In the listing below, the lines starting with the line with "use indexmap::IndexSet;" and going on through the line with "the record invariants." are to be reproduced exactly, and only those.
━━━━━━━━━━━━━━━━━━━━
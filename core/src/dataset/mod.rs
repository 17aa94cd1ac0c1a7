pub mod loader;
pub mod rows;

pub use rows::RowSet;

use crate::prelude::{DatasetError, DatasetResult};
use crate::records::LaunchRecord;
use indexmap::IndexSet;
use std::path::Path;
use std::sync::Arc;

/// Immutable launch table shared by every derivation.
///
/// Cloning is cheap and the table is `Send + Sync`, so one instance can back
/// any number of independent dashboard sessions.
#[derive(Debug, Clone, PartialEq)]
pub struct Dataset {
    records: Arc<[LaunchRecord]>,
}

impl Dataset {
    /// Builds a dataset, rejecting rows that break the record invariants.
    pub fn from_records(records: Vec<LaunchRecord>) -> DatasetResult<Self> {
        for (idx, record) in records.iter().enumerate() {
            record
                .validate()
                .map_err(|reason| DatasetError::InvalidRecord {
                    row: idx + 1,
                    reason,
                })?;
        }
        Ok(Self {
            records: records.into(),
        })
    }

    pub fn load<P: AsRef<Path>>(path: P) -> DatasetResult<Self> {
        loader::load_csv(path)
    }

    pub fn from_csv_str(contents: &str) -> DatasetResult<Self> {
        loader::read_csv(contents.as_bytes())
    }

    pub fn records(&self) -> &[LaunchRecord] {
        &self.records
    }

    pub fn len(&self) -> usize {
        self.records.len()
    }

    pub fn is_empty(&self) -> bool {
        self.records.is_empty()
    }

    /// Every row, in dataset order.
    pub fn rows(&self) -> RowSet<'_> {
        RowSet::from_records(&self.records)
    }

    /// Distinct launch sites in order of first appearance.
    pub fn sites(&self) -> Vec<String> {
        self.records
            .iter()
            .map(|record| record.launch_site.as_str())
            .collect::<IndexSet<_>>()
            .into_iter()
            .map(str::to_string)
            .collect()
    }
}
━━━━━━━━━━━━━━━━━━━━
_SOLUTION_
use indexmap::IndexSet;
use std::path::Path;
use std::sync::Arc;

/// Immutable launch table shared by every derivation.
///
/// Cloning is cheap and the table is `Send + Sync`, so one instance can back
/// any number of independent dashboard sessions.
#[derive(Debug, Clone, PartialEq)]
pub struct Dataset {
    records: Arc<[LaunchRecord]>,
}

impl Dataset {
    /// Builds a dataset, rejecting rows that break the record invariants.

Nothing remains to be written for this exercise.